[Items listed in a dataset]

[Start of section]

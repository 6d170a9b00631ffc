//! Declarative reconciliation of NetBox inventory records.
//!
//! A caller names a resource type, supplies the desired fields and a target
//! state, and [`StateReconciler`] converges the remote inventory to match:
//! references are resolved to ids, the existing object is looked up by its
//! natural key, and the one create, update or delete needed is issued.

pub mod clients;
pub mod config;
pub mod error;
pub mod gateway;
pub mod model;
pub mod reconciler;
pub mod registry;
pub mod report;
pub mod resolver;
pub mod validation;

pub use clients::{ClientConfig, MemoryGateway, NetboxClient};
pub use config::EngineOptions;
pub use error::{Error, GatewayError, Result, ValidationError};
pub use gateway::{Filter, Gateway};
pub use model::{DesiredSpec, RemoteObject, TargetState};
pub use reconciler::StateReconciler;
pub use registry::Registry;
pub use report::ReconciliationResult;
//! Built-in resource declarations.

use super::{FieldKind, FieldSpec, ResourceSchema};
use crate::model::TargetState::{self, Absent, New, Present};

const PRESENT_ABSENT: &[TargetState] = &[Present, Absent];

/// `scope_type` values and the resource each one selects.
pub(super) const SCOPE_TYPES: &[(&str, &str)] = &[
    ("dcim.location", "location"),
    ("dcim.rack", "rack"),
    ("dcim.region", "region"),
    ("dcim.site", "site"),
    ("dcim.sitegroup", "site_group"),
];

const CLUSTER_SCOPE: &[&str] = &["scope_type", "scope"];

const SITE_STATUS: &[&str] = &["planned", "staging", "active", "decommissioning", "retired"];

pub(super) fn all() -> Vec<ResourceSchema> {
    vec![
        contact(),
        data_source(),
        journal_entry(),
        rack_reservation(),
        cluster(),
        console_port(),
        device_role(),
        tag(),
        contact_group(),
        tenant(),
        tenant_group(),
        site(),
        region(),
        site_group(),
        location(),
        rack(),
        device(),
        user(),
        cluster_type(),
        cluster_group(),
    ]
}

fn needs(
    state: TargetState,
    fields: &'static [&'static str],
) -> (TargetState, &'static [&'static str]) {
    (state, fields)
}

/// Schema for the many resources that are identified by a unique name only.
fn named(
    name: &'static str,
    endpoint: &'static str,
    object_type: &'static str,
    fields: Vec<FieldSpec>,
) -> ResourceSchema {
    ResourceSchema {
        name,
        endpoint,
        object_type,
        natural_key: &["name"],
        lookup_keys: &["name"],
        states: PRESENT_ABSENT,
        fields,
        required: vec![needs(Present, &["name"]), needs(Absent, &["name"])],
        required_together: Vec::new(),
        slug_source: None,
    }
}

fn with_slug(mut schema: ResourceSchema) -> ResourceSchema {
    schema.slug_source = Some("name");
    schema
}

fn contact() -> ResourceSchema {
    named(
        "contact",
        "tenancy/contacts",
        "tenancy.contact",
        vec![
            FieldSpec::text("name"),
            FieldSpec::text("title"),
            FieldSpec::text("phone"),
            FieldSpec::text("email"),
            FieldSpec::text("address"),
            FieldSpec::text("comments"),
            FieldSpec::reference("contact_group", "contact_group")
                .api("group")
                .creatable(),
            FieldSpec::tags(),
            FieldSpec::custom_fields(),
        ],
    )
}

fn data_source() -> ResourceSchema {
    ResourceSchema {
        required: vec![
            needs(Present, &["name", "type", "source_url"]),
            needs(Absent, &["name"]),
        ],
        ..named(
            "data_source",
            "core/data-sources",
            "core.datasource",
            vec![
                FieldSpec::text("name"),
                FieldSpec::text("type").choices(&["local", "git", "amazon-s3"]),
                FieldSpec::text("source_url"),
                FieldSpec::boolean("enabled"),
                FieldSpec::text("description"),
                FieldSpec::text("comments"),
                FieldSpec::mapping("parameters"),
                FieldSpec::text("ignore_rules"),
                FieldSpec::tags(),
                FieldSpec::custom_fields(),
            ],
        )
    }
}

fn journal_entry() -> ResourceSchema {
    ResourceSchema {
        name: "journal_entry",
        endpoint: "extras/journal-entries",
        object_type: "extras.journalentry",
        natural_key: &[],
        lookup_keys: &["id"],
        states: &[New],
        fields: vec![
            FieldSpec::reference("created_by", "user"),
            FieldSpec::text("kind").choices(&["info", "success", "warning", "danger"]),
            FieldSpec::text("assigned_object_type"),
            FieldSpec::integer("assigned_object_id"),
            FieldSpec::text("comments"),
            FieldSpec::tags(),
            FieldSpec::custom_fields(),
        ],
        required: vec![needs(
            New,
            &["comments", "assigned_object_type", "assigned_object_id"],
        )],
        required_together: Vec::new(),
        slug_source: None,
    }
}

fn rack_reservation() -> ResourceSchema {
    ResourceSchema {
        name: "rack_reservation",
        endpoint: "dcim/rack-reservations",
        object_type: "dcim.rackreservation",
        natural_key: &["rack", "description"],
        lookup_keys: &["id"],
        states: PRESENT_ABSENT,
        fields: vec![
            FieldSpec::reference("rack", "rack"),
            FieldSpec::sequence("units", FieldKind::Integer),
            FieldSpec::reference("user", "user"),
            FieldSpec::reference("tenant", "tenant"),
            FieldSpec::text("description"),
            FieldSpec::text("comments"),
            FieldSpec::tags(),
            FieldSpec::custom_fields(),
        ],
        required: vec![
            needs(Present, &["rack", "description"]),
            needs(Absent, &["rack", "description"]),
        ],
        required_together: Vec::new(),
        slug_source: None,
    }
}

fn cluster() -> ResourceSchema {
    ResourceSchema {
        required_together: vec![CLUSTER_SCOPE],
        ..named(
            "cluster",
            "virtualization/clusters",
            "virtualization.cluster",
            vec![
                FieldSpec::text("name"),
                FieldSpec::text("status").choices(&[
                    "planned",
                    "staging",
                    "active",
                    "decommissioning",
                    "offline",
                ]),
                FieldSpec::reference("cluster_type", "cluster_type")
                    .api("type")
                    .creatable(),
                FieldSpec::reference("cluster_group", "cluster_group")
                    .api("group")
                    .creatable(),
                FieldSpec::text("scope_type").choices(&[
                    "dcim.location",
                    "dcim.rack",
                    "dcim.region",
                    "dcim.site",
                    "dcim.sitegroup",
                ]),
                FieldSpec::scoped("scope", "scope_type").api("scope_id"),
                FieldSpec::reference("tenant", "tenant"),
                FieldSpec::text("description"),
                FieldSpec::text("comments"),
                FieldSpec::tags(),
                FieldSpec::custom_fields(),
            ],
        )
    }
}

fn console_port() -> ResourceSchema {
    ResourceSchema {
        name: "console_port",
        endpoint: "dcim/console-ports",
        object_type: "dcim.consoleport",
        natural_key: &["device", "name"],
        lookup_keys: &["name"],
        states: PRESENT_ABSENT,
        fields: vec![
            FieldSpec::reference("device", "device"),
            FieldSpec::text("name"),
            FieldSpec::text("type").choices(&[
                "de-9",
                "db-25",
                "rj-11",
                "rj-12",
                "rj-45",
                "mini-din-8",
                "usb-a",
                "usb-b",
                "usb-c",
                "usb-mini-a",
                "usb-mini-b",
                "usb-micro-a",
                "usb-micro-b",
                "usb-micro-ab",
                "other",
            ]),
            FieldSpec::integer("module"),
            FieldSpec::text("label"),
            FieldSpec::boolean("mark_connected"),
            FieldSpec::integer("speed").choices(&[
                "1200", "2400", "4800", "9600", "19200", "38400", "57600", "115200",
            ]),
            FieldSpec::text("description"),
            FieldSpec::tags(),
            FieldSpec::custom_fields(),
        ],
        required: vec![
            needs(Present, &["device", "name"]),
            needs(Absent, &["device", "name"]),
        ],
        required_together: Vec::new(),
        slug_source: None,
    }
}

fn device_role() -> ResourceSchema {
    with_slug(named(
        "device_role",
        "dcim/device-roles",
        "dcim.devicerole",
        vec![
            FieldSpec::text("name"),
            FieldSpec::text("slug"),
            FieldSpec::text("color"),
            FieldSpec::boolean("vm_role"),
            FieldSpec::text("description"),
            FieldSpec::custom_fields(),
        ],
    ))
}

fn tag() -> ResourceSchema {
    ResourceSchema {
        lookup_keys: &["name", "slug"],
        ..with_slug(named(
            "tag",
            "extras/tags",
            "extras.tag",
            vec![
                FieldSpec::text("name"),
                FieldSpec::text("slug"),
                FieldSpec::text("color"),
                FieldSpec::text("description"),
            ],
        ))
    }
}

fn contact_group() -> ResourceSchema {
    with_slug(named(
        "contact_group",
        "tenancy/contact-groups",
        "tenancy.contactgroup",
        vec![
            FieldSpec::text("name"),
            FieldSpec::text("slug"),
            FieldSpec::reference("parent", "contact_group"),
            FieldSpec::text("description"),
            FieldSpec::tags(),
            FieldSpec::custom_fields(),
        ],
    ))
}

fn tenant() -> ResourceSchema {
    with_slug(named(
        "tenant",
        "tenancy/tenants",
        "tenancy.tenant",
        vec![
            FieldSpec::text("name"),
            FieldSpec::text("slug"),
            FieldSpec::reference("tenant_group", "tenant_group").api("group"),
            FieldSpec::text("description"),
            FieldSpec::text("comments"),
            FieldSpec::tags(),
            FieldSpec::custom_fields(),
        ],
    ))
}

fn tenant_group() -> ResourceSchema {
    with_slug(named(
        "tenant_group",
        "tenancy/tenant-groups",
        "tenancy.tenantgroup",
        vec![
            FieldSpec::text("name"),
            FieldSpec::text("slug"),
            FieldSpec::reference("parent", "tenant_group"),
            FieldSpec::text("description"),
            FieldSpec::tags(),
            FieldSpec::custom_fields(),
        ],
    ))
}

fn site() -> ResourceSchema {
    with_slug(named(
        "site",
        "dcim/sites",
        "dcim.site",
        vec![
            FieldSpec::text("name"),
            FieldSpec::text("slug"),
            FieldSpec::text("status").choices(SITE_STATUS),
            FieldSpec::reference("region", "region"),
            FieldSpec::reference("site_group", "site_group").api("group"),
            FieldSpec::reference("tenant", "tenant"),
            FieldSpec::text("facility"),
            FieldSpec::text("time_zone"),
            FieldSpec::text("description"),
            FieldSpec::text("comments"),
            FieldSpec::tags(),
            FieldSpec::custom_fields(),
        ],
    ))
}

fn region() -> ResourceSchema {
    with_slug(named(
        "region",
        "dcim/regions",
        "dcim.region",
        vec![
            FieldSpec::text("name"),
            FieldSpec::text("slug"),
            FieldSpec::reference("parent", "region"),
            FieldSpec::text("description"),
            FieldSpec::tags(),
            FieldSpec::custom_fields(),
        ],
    ))
}

fn site_group() -> ResourceSchema {
    with_slug(named(
        "site_group",
        "dcim/site-groups",
        "dcim.sitegroup",
        vec![
            FieldSpec::text("name"),
            FieldSpec::text("slug"),
            FieldSpec::reference("parent", "site_group"),
            FieldSpec::text("description"),
            FieldSpec::tags(),
            FieldSpec::custom_fields(),
        ],
    ))
}

fn location() -> ResourceSchema {
    ResourceSchema {
        natural_key: &["site", "name"],
        required: vec![
            needs(Present, &["site", "name"]),
            needs(Absent, &["site", "name"]),
        ],
        ..with_slug(named(
            "location",
            "dcim/locations",
            "dcim.location",
            vec![
                FieldSpec::text("name"),
                FieldSpec::text("slug"),
                FieldSpec::reference("site", "site"),
                FieldSpec::reference("parent", "location"),
                FieldSpec::text("status").choices(SITE_STATUS),
                FieldSpec::reference("tenant", "tenant"),
                FieldSpec::text("description"),
                FieldSpec::tags(),
                FieldSpec::custom_fields(),
            ],
        ))
    }
}

fn rack() -> ResourceSchema {
    ResourceSchema {
        natural_key: &["site", "name"],
        required: vec![
            needs(Present, &["site", "name"]),
            needs(Absent, &["site", "name"]),
        ],
        ..named(
            "rack",
            "dcim/racks",
            "dcim.rack",
            vec![
                FieldSpec::text("name"),
                FieldSpec::reference("site", "site"),
                FieldSpec::reference("location", "location"),
                FieldSpec::reference("tenant", "tenant"),
                FieldSpec::text("status").choices(&[
                    "reserved",
                    "available",
                    "planned",
                    "active",
                    "deprecated",
                ]),
                FieldSpec::integer("u_height"),
                FieldSpec::text("description"),
                FieldSpec::text("comments"),
                FieldSpec::tags(),
                FieldSpec::custom_fields(),
            ],
        )
    }
}

fn device() -> ResourceSchema {
    named(
        "device",
        "dcim/devices",
        "dcim.device",
        vec![
            FieldSpec::text("name"),
            FieldSpec::reference("site", "site"),
            FieldSpec::reference("rack", "rack"),
            FieldSpec::reference("device_role", "device_role").api("role"),
            FieldSpec::reference("tenant", "tenant"),
            FieldSpec::text("status"),
            FieldSpec::text("serial"),
            FieldSpec::text("description"),
            FieldSpec::tags(),
            FieldSpec::custom_fields(),
        ],
    )
}

fn user() -> ResourceSchema {
    ResourceSchema {
        name: "user",
        endpoint: "users/users",
        object_type: "users.user",
        natural_key: &["username"],
        lookup_keys: &["username"],
        states: PRESENT_ABSENT,
        fields: vec![
            FieldSpec::text("username"),
            FieldSpec::text("first_name"),
            FieldSpec::text("last_name"),
            FieldSpec::text("email"),
        ],
        required: vec![
            needs(Present, &["username"]),
            needs(Absent, &["username"]),
        ],
        required_together: Vec::new(),
        slug_source: None,
    }
}

fn cluster_type() -> ResourceSchema {
    with_slug(named(
        "cluster_type",
        "virtualization/cluster-types",
        "virtualization.clustertype",
        vec![
            FieldSpec::text("name"),
            FieldSpec::text("slug"),
            FieldSpec::text("description"),
            FieldSpec::tags(),
            FieldSpec::custom_fields(),
        ],
    ))
}

fn cluster_group() -> ResourceSchema {
    with_slug(named(
        "cluster_group",
        "virtualization/cluster-groups",
        "virtualization.clustergroup",
        vec![
            FieldSpec::text("name"),
            FieldSpec::text("slug"),
            FieldSpec::text("description"),
            FieldSpec::tags(),
            FieldSpec::custom_fields(),
        ],
    ))
}
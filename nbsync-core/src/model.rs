//! Desired, resolved and remote representations of an inventory record.

use std::collections::BTreeMap;
use std::fmt;
use std::str::FromStr;

use serde::{Deserialize, Serialize};
use serde_json::{Map, Value};

use crate::error::ValidationError;
use crate::registry::FieldKind;

/// Requested end state for one record.
#[derive(Debug, Clone, Copy, PartialEq, Eq, Hash, Serialize, Deserialize)]
#[serde(rename_all = "lowercase")]
pub enum TargetState {
    Present,
    Absent,
    /// Create unconditionally, even if an object with the same key exists.
    New,
}

impl TargetState {
    pub fn as_str(&self) -> &'static str {
        match self {
            TargetState::Present => "present",
            TargetState::Absent => "absent",
            TargetState::New => "new",
        }
    }
}

impl fmt::Display for TargetState {
    fn fmt(&self, f: &mut fmt::Formatter<'_>) -> fmt::Result {
        f.write_str(self.as_str())
    }
}

impl FromStr for TargetState {
    type Err = String;

    fn from_str(s: &str) -> Result<Self, Self::Err> {
        match s {
            "present" => Ok(TargetState::Present),
            "absent" => Ok(TargetState::Absent),
            "new" => Ok(TargetState::New),
            other => Err(format!(
                "invalid state '{}', expected one of: present, absent, new",
                other
            )),
        }
    }
}

/// Field name to raw value, as supplied by the caller.
///
/// `null` values are dropped on construction so that an explicit null and an
/// omitted key both mean "leave this field alone".
#[derive(Debug, Clone, Default, PartialEq, Serialize, Deserialize)]
#[serde(from = "Map<String, Value>", into = "Map<String, Value>")]
pub struct DesiredSpec {
    fields: Map<String, Value>,
}

impl DesiredSpec {
    pub fn new() -> Self {
        Self::default()
    }

    /// Builder-style insert, mostly useful in tests.
    pub fn with(mut self, field: &str, value: impl Into<Value>) -> Self {
        let value = value.into();
        if !value.is_null() {
            self.fields.insert(field.to_string(), value);
        }
        self
    }

    pub fn get(&self, field: &str) -> Option<&Value> {
        self.fields.get(field)
    }

    pub fn contains(&self, field: &str) -> bool {
        self.fields.contains_key(field)
    }

    pub fn iter(&self) -> impl Iterator<Item = (&String, &Value)> {
        self.fields.iter()
    }

    pub fn is_empty(&self) -> bool {
        self.fields.is_empty()
    }

    /// Keep only the named fields.
    pub fn project(&self, names: &[&str]) -> DesiredSpec {
        let fields = self
            .fields
            .iter()
            .filter(|(k, _)| names.contains(&k.as_str()))
            .map(|(k, v)| (k.clone(), v.clone()))
            .collect();
        DesiredSpec { fields }
    }

    /// Human readable label built from the given key fields.
    pub fn label(&self, keys: &[&str]) -> String {
        keys.iter()
            .filter_map(|k| self.fields.get(*k))
            .map(value_label)
            .collect::<Vec<_>>()
            .join(" / ")
    }
}

fn value_label(value: &Value) -> String {
    match value {
        Value::String(s) => s.clone(),
        Value::Object(map) => map
            .get("name")
            .or_else(|| map.get("username"))
            .or_else(|| map.get("slug"))
            .map(value_label)
            .unwrap_or_else(|| value.to_string()),
        other => other.to_string(),
    }
}

impl From<Map<String, Value>> for DesiredSpec {
    fn from(map: Map<String, Value>) -> Self {
        let fields = map.into_iter().filter(|(_, v)| !v.is_null()).collect();
        DesiredSpec { fields }
    }
}

impl From<DesiredSpec> for Map<String, Value> {
    fn from(spec: DesiredSpec) -> Self {
        spec.fields
    }
}

/// How a reference names its target.
#[derive(Debug, Clone, PartialEq, Eq, Hash)]
pub enum RefKey {
    Name(String),
    Id(u64),
}

impl fmt::Display for RefKey {
    fn fmt(&self, f: &mut fmt::Formatter<'_>) -> fmt::Result {
        match self {
            RefKey::Name(name) => write!(f, "'{}'", name),
            RefKey::Id(id) => write!(f, "id {}", id),
        }
    }
}

/// A desired value, classified by the kind of field it was given for.
#[derive(Debug, Clone, PartialEq)]
pub enum RawValue {
    Scalar(Value),
    Reference(RefKey),
    Nested(DesiredSpec),
    List(Vec<RawValue>),
}

impl RawValue {
    pub fn classify(field: &str, value: &Value, kind: &FieldKind) -> Result<Self, ValidationError> {
        match kind {
            FieldKind::Text
            | FieldKind::Integer
            | FieldKind::Boolean
            | FieldKind::Mapping
            | FieldKind::CustomFields => Ok(RawValue::Scalar(value.clone())),
            FieldKind::Reference { .. } | FieldKind::ScopedReference { .. } => match value {
                Value::String(name) => Ok(RawValue::Reference(RefKey::Name(name.clone()))),
                Value::Number(n) => n
                    .as_u64()
                    .map(|id| RawValue::Reference(RefKey::Id(id)))
                    .ok_or_else(|| invalid(field, "a name, id or mapping", value)),
                Value::Object(map) => Ok(RawValue::Nested(DesiredSpec::from(map.clone()))),
                _ => Err(invalid(field, "a name, id or mapping", value)),
            },
            FieldKind::List { item, .. } => match value {
                Value::Array(items) => items
                    .iter()
                    .map(|v| RawValue::classify(field, v, item))
                    .collect::<Result<Vec<_>, _>>()
                    .map(RawValue::List),
                _ => Err(invalid(field, "a list", value)),
            },
        }
    }
}

pub(crate) fn invalid(field: &str, expected: &'static str, value: &Value) -> ValidationError {
    ValidationError::InvalidType {
        field: field.to_string(),
        expected,
        value: value.to_string(),
    }
}

/// A desired value after reference resolution.
#[derive(Debug, Clone, PartialEq)]
pub enum ResolvedValue {
    Scalar(Value),
    Id(u64),
    /// An object that would have been created outside check mode.
    Planned { endpoint: String, label: String },
    /// Order and duplicates are significant.
    Sequence(Vec<ResolvedValue>),
    /// Deduplicated and sorted; order is not significant.
    Set(Vec<ResolvedValue>),
    CustomFields(Map<String, Value>),
}

impl ResolvedValue {
    pub fn to_json(&self) -> Value {
        match self {
            ResolvedValue::Scalar(v) => v.clone(),
            ResolvedValue::Id(id) => Value::from(*id),
            ResolvedValue::Planned { endpoint, label } => {
                Value::String(format!("(new {}: {})", endpoint, label))
            }
            ResolvedValue::Sequence(items) | ResolvedValue::Set(items) => {
                Value::Array(items.iter().map(ResolvedValue::to_json).collect())
            }
            ResolvedValue::CustomFields(map) => Value::Object(map.clone()),
        }
    }

    pub fn is_planned(&self) -> bool {
        match self {
            ResolvedValue::Planned { .. } => true,
            ResolvedValue::Sequence(items) | ResolvedValue::Set(items) => {
                items.iter().any(ResolvedValue::is_planned)
            }
            _ => false,
        }
    }

    /// Stable text form used for set ordering and cache keys.
    pub(crate) fn sort_key(&self) -> String {
        match self {
            ResolvedValue::Id(id) => format!("{:020}", id),
            other => other.to_json().to_string(),
        }
    }
}

/// Resolved fields keyed by API attribute name.
#[derive(Debug, Clone, Default, PartialEq)]
pub struct ResolvedSpec {
    pub fields: BTreeMap<String, ResolvedValue>,
}

impl ResolvedSpec {
    pub fn get(&self, api_name: &str) -> Option<&ResolvedValue> {
        self.fields.get(api_name)
    }

    pub fn insert(&mut self, api_name: &str, value: ResolvedValue) {
        self.fields.insert(api_name.to_string(), value);
    }

    pub fn to_payload(&self) -> Map<String, Value> {
        self.fields
            .iter()
            .map(|(k, v)| (k.clone(), v.to_json()))
            .collect()
    }
}

/// A record as serialized by the remote inventory.
#[derive(Debug, Clone, PartialEq, Serialize, Deserialize)]
pub struct RemoteObject {
    pub id: u64,
    #[serde(flatten)]
    pub attributes: Map<String, Value>,
}

impl RemoteObject {
    pub fn get(&self, attribute: &str) -> Option<&Value> {
        if attribute == "id" {
            return None;
        }
        self.attributes.get(attribute).filter(|v| !v.is_null())
    }

    /// Tag identifiers or names, whichever form the server returned.
    pub fn tags(&self) -> Vec<&Value> {
        match self.attributes.get("tags") {
            Some(Value::Array(tags)) => tags.iter().collect(),
            _ => Vec::new(),
        }
    }

    pub fn custom_fields(&self) -> Map<String, Value> {
        match self.attributes.get("custom_fields") {
            Some(Value::Object(map)) => map.clone(),
            _ => Map::new(),
        }
    }

    pub fn to_value(&self) -> Value {
        let mut map = Map::new();
        map.insert("id".to_string(), Value::from(self.id));
        for (k, v) in &self.attributes {
            map.insert(k.clone(), v.clone());
        }
        Value::Object(map)
    }
}
//! nbsync: converge one NetBox record to a declared state.
//!
//! Reads the desired fields from `--data` or `--data-file`, reconciles them
//! against the NetBox API and prints the result as JSON on stdout. Logs go to
//! stderr.

use std::path::PathBuf;
use std::process::ExitCode;
use std::time::Duration;

use anyhow::{Context, Result};
use clap::{Args, Parser, Subcommand};
use nbsync_core::{
    ClientConfig, EngineOptions, NetboxClient, Registry, StateReconciler, TargetState,
};
use serde_json::{Value, json};
use tabled::{Table, Tabled};
use tracing::{error, info};
use tracing_subscriber::{layer::SubscriberExt, util::SubscriberInitExt};

mod input;

/// Declarative NetBox reconciliation
#[derive(Parser, Debug)]
#[command(name = "nbsync", version, about)]
struct Cli {
    #[command(subcommand)]
    command: Commands,
}

#[derive(Subcommand, Debug)]
enum Commands {
    /// Converge one record to the requested state
    Apply(ApplyArgs),

    /// List the resource types that can be reconciled
    Resources,
}

#[derive(Args, Debug)]
struct ApplyArgs {
    /// Resource type (see `nbsync resources`)
    #[arg(long)]
    resource: String,

    /// present, absent or new
    #[arg(long, default_value = "present")]
    state: TargetState,

    /// Desired fields as a JSON object
    #[arg(long, conflicts_with = "data_file", required_unless_present = "data_file")]
    data: Option<String>,

    /// Desired fields from a JSON or YAML file
    #[arg(long)]
    data_file: Option<PathBuf>,

    /// Report what would change without changing anything
    #[arg(long)]
    check: bool,

    /// Create missing tags and groups referenced by name
    #[arg(long)]
    create_missing_references: bool,

    #[command(flatten)]
    connection: ConnectionArgs,
}

#[derive(Args, Debug)]
struct ConnectionArgs {
    /// NetBox base URL (e.g., https://netbox.example.com)
    #[arg(long, env = "NETBOX_URL")]
    url: String,

    /// API token
    #[arg(long, env = "NETBOX_TOKEN", hide_env_values = true)]
    token: String,

    /// Verify the server's TLS certificate
    #[arg(long, default_value_t = true, action = clap::ArgAction::Set)]
    validate_certs: bool,

    /// Request timeout in seconds
    #[arg(long, default_value = "30")]
    timeout: u64,

    /// Retries for idempotent requests after a transient failure
    #[arg(long, default_value = "3")]
    max_retries: u32,
}

impl ConnectionArgs {
    fn client_config(&self) -> ClientConfig {
        ClientConfig {
            validate_certs: self.validate_certs,
            timeout: Duration::from_secs(self.timeout),
            max_retries: self.max_retries,
            ..ClientConfig::new(&self.url, &self.token)
        }
    }
}

#[derive(Tabled)]
struct ResourceRow {
    #[tabled(rename = "RESOURCE")]
    name: &'static str,
    #[tabled(rename = "ENDPOINT")]
    endpoint: &'static str,
    #[tabled(rename = "STATES")]
    states: String,
    #[tabled(rename = "KEY")]
    key: String,
}

#[tokio::main(flavor = "current_thread")]
async fn main() -> ExitCode {
    tracing_subscriber::registry()
        .with(
            tracing_subscriber::EnvFilter::try_from_default_env()
                .unwrap_or_else(|_| "nbsync=info,nbsync_core=info".into()),
        )
        .with(tracing_subscriber::fmt::layer().with_writer(std::io::stderr))
        .init();

    let cli = Cli::parse();

    match cli.command {
        Commands::Resources => {
            print_resources(&Registry::builtin());
            ExitCode::SUCCESS
        }
        Commands::Apply(args) => match apply(&args).await {
            Ok(output) => {
                println!("{}", output);
                ExitCode::SUCCESS
            }
            Err(e) => {
                error!("{:#}", e);
                println!("{}", json!({"failed": true, "msg": format!("{:#}", e)}));
                ExitCode::FAILURE
            }
        },
    }
}

async fn apply(args: &ApplyArgs) -> Result<Value> {
    let spec = input::load(args.data.as_deref(), args.data_file.as_deref())?;
    let options = EngineOptions::default()
        .check_mode(args.check)
        .create_missing_references(args.create_missing_references);

    info!(url = %args.connection.url, "Using NetBox");
    let client = NetboxClient::new(args.connection.client_config())
        .context("failed to set up NetBox client")?;
    let engine = StateReconciler::new(client, Registry::builtin());

    let result = engine
        .reconcile(&args.resource, &spec, args.state, options)
        .await?;
    Ok(result.to_output(&args.resource))
}

fn print_resources(registry: &Registry) {
    let rows: Vec<ResourceRow> = registry
        .iter()
        .map(|schema| ResourceRow {
            name: schema.name,
            endpoint: schema.endpoint,
            states: schema
                .states
                .iter()
                .map(|s| s.as_str())
                .collect::<Vec<_>>()
                .join(", "),
            key: if schema.natural_key.is_empty() {
                "-".to_string()
            } else {
                schema.natural_key.join(" + ")
            },
        })
        .collect();
    println!("{}", Table::new(rows));
}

[End of section]

Filter the entries down to the lines that include the string "names".

* [TASK RESULT]:
//! A caller names a resource type, supplies the desired fields and a target
    pub fn project(&self, names: &[&str]) -> DesiredSpec {
            .filter(|(k, _)| names.contains(&k.as_str()))
/// How a reference names its target.
    /// Tag identifiers or names, whichever form the server returned.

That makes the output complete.